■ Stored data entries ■
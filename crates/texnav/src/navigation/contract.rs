//
// navigation/contract.rs
//
// File-argument contracts: which parameter of a command names a file
//

use std::collections::HashMap;

/// Declares that a required parameter of a command holds a file reference.
#[derive(Debug, Clone, PartialEq, Eq)]
pub struct FileArgument {
    /// Logical name of the argument (may be empty)
    pub name: String,
    /// Index into the command's required parameters
    pub parameter: usize,
    /// Accepted extensions without the leading dot, in lookup order
    pub extensions: Vec<String>,
    /// Whether the name may also be tried exactly as written
    pub allow_bare: bool,
}

impl FileArgument {
    pub fn new(name: &str, extensions: &[&str]) -> Self {
        Self {
            name: name.to_string(),
            parameter: 0,
            extensions: extensions.iter().map(|e| e.to_string()).collect(),
            allow_bare: false,
        }
    }

    pub fn with_bare(mut self) -> Self {
        self.allow_bare = true;
        self
    }

    /// Whether `extension` is one of the accepted extensions (case-insensitive).
    pub fn accepts(&self, extension: &str) -> bool {
        self.extensions
            .iter()
            .any(|e| e.eq_ignore_ascii_case(extension))
    }
}

/// Lookup table from command name (without backslash) to its file arguments.
#[derive(Debug, Clone, Default)]
pub struct CommandTable {
    entries: HashMap<String, Vec<FileArgument>>,
}

impl CommandTable {
    /// An empty table. Use `builtin()` for the standard LaTeX commands.
    pub fn empty() -> Self {
        Self::default()
    }

    /// The standard file-referencing commands.
    ///
    /// `usepackage` and `RequirePackage` get an unnamed `sty` argument, so
    /// package commands go through the same lookup as every other entry.
    pub fn builtin() -> Self {
        let mut table = Self::empty();

        let package = FileArgument::new("", &["sty"]);
        table.insert("usepackage", vec![package.clone()]);
        table.insert("RequirePackage", vec![package]);

        let source = FileArgument::new("sourceFile", &["tex"]);
        table.insert("input", vec![source.clone().with_bare()]);
        table.insert("include", vec![source.clone()]);
        table.insert("includeonly", vec![source.clone()]);
        table.insert("subfile", vec![source.clone()]);
        table.insert("includestandalone", vec![source]);

        let class = FileArgument::new("class", &["cls"]);
        table.insert("documentclass", vec![class.clone()]);
        table.insert("LoadClass", vec![class]);

        let bibliography = FileArgument::new("bibliographyfile", &["bib"]);
        table.insert("bibliography", vec![bibliography.clone()]);
        table.insert("addbibresource", vec![bibliography.with_bare()]);

        table.insert(
            "includegraphics",
            vec![FileArgument::new("imagefile", &["pdf", "png", "jpg", "jpeg", "eps"]).with_bare()],
        );

        table
    }

    /// Register (or replace) the file arguments of `command`.
    pub fn insert(&mut self, command: &str, arguments: Vec<FileArgument>) {
        self.entries.insert(command.to_string(), arguments);
    }

    pub fn file_arguments(&self, command: &str) -> Option<&[FileArgument]> {
        self.entries.get(command).map(Vec::as_slice)
    }

    /// First declared file argument, or `None` when the command has none.
    pub fn first_file_argument(&self, command: &str) -> Option<&FileArgument> {
        self.file_arguments(command)?.first()
    }

    /// Whether `command` pulls another LaTeX source file into the document.
    pub fn is_inclusion(&self, command: &str) -> bool {
        self.first_file_argument(command)
            .is_some_and(|arg| arg.accepts("tex"))
    }

    pub fn len(&self) -> usize {
        self.entries.len()
    }

    pub fn is_empty(&self) -> bool {
        self.entries.is_empty()
    }
}
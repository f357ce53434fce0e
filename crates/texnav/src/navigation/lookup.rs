//
// navigation/lookup.rs
//
// Resolving a file name plus accepted extensions against a directory
//

use std::path::{Path, PathBuf};

use super::contract::FileArgument;

/// Resolves `(directory, name, accepted extensions)` to an existing file.
pub trait FileLookup {
    fn find_file(&self, directory: &Path, name: &str, argument: &FileArgument) -> Option<PathBuf>;
}

/// Relative names to try for `name`, in order.
///
/// Each accepted extension is tried in declaration order; a name that
/// already carries the extension is used as written. The bare name comes
/// last, and only when the argument allows it.
pub fn candidate_names(name: &str, argument: &FileArgument) -> Vec<String> {
    let mut candidates: Vec<String> = Vec::with_capacity(argument.extensions.len() + 1);

    for extension in &argument.extensions {
        let suffix = format!(".{}", extension);
        let candidate = if name.ends_with(&suffix) {
            name.to_string()
        } else {
            format!("{}{}", name, suffix)
        };
        if !candidates.contains(&candidate) {
            candidates.push(candidate);
        }
    }

    if argument.allow_bare && !candidates.iter().any(|c| c == name) {
        candidates.push(name.to_string());
    }

    candidates
}

/// Looks files up on the local file system.
#[derive(Debug, Clone, Copy, Default)]
pub struct DiskLookup;

impl FileLookup for DiskLookup {
    fn find_file(&self, directory: &Path, name: &str, argument: &FileArgument) -> Option<PathBuf> {
        if name.is_empty() {
            return None;
        }

        for candidate in candidate_names(name, argument) {
            let path = directory.join(&candidate);
            if path.is_file() {
                log::trace!("Found '{}' as '{}'", name, path.display());
                return Some(path);
            }
        }

        log::trace!(
            "No file for '{}' in '{}' (extensions: {:?})",
            name,
            directory.display(),
            argument.extensions
        );
        None
    }
}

■ EXERCISE GOAL ■
Once the line with "for candidate in" is found, transcribe it and each line after it through the final line of the entries, exactly and only.

■ TASK SOLUTION ■
        for candidate in candidate_names(name, argument) {
            let path = directory.join(&candidate);
            if path.is_file() {
                log::trace!("Found '{}' as '{}'", name, path.display());
                return Some(path);
            }
        }

        log::trace!(
            "No file for '{}' in '{}' (extensions: {:?})",
            name,
            directory.display(),
            argument.extensions
        );
        None
    }
}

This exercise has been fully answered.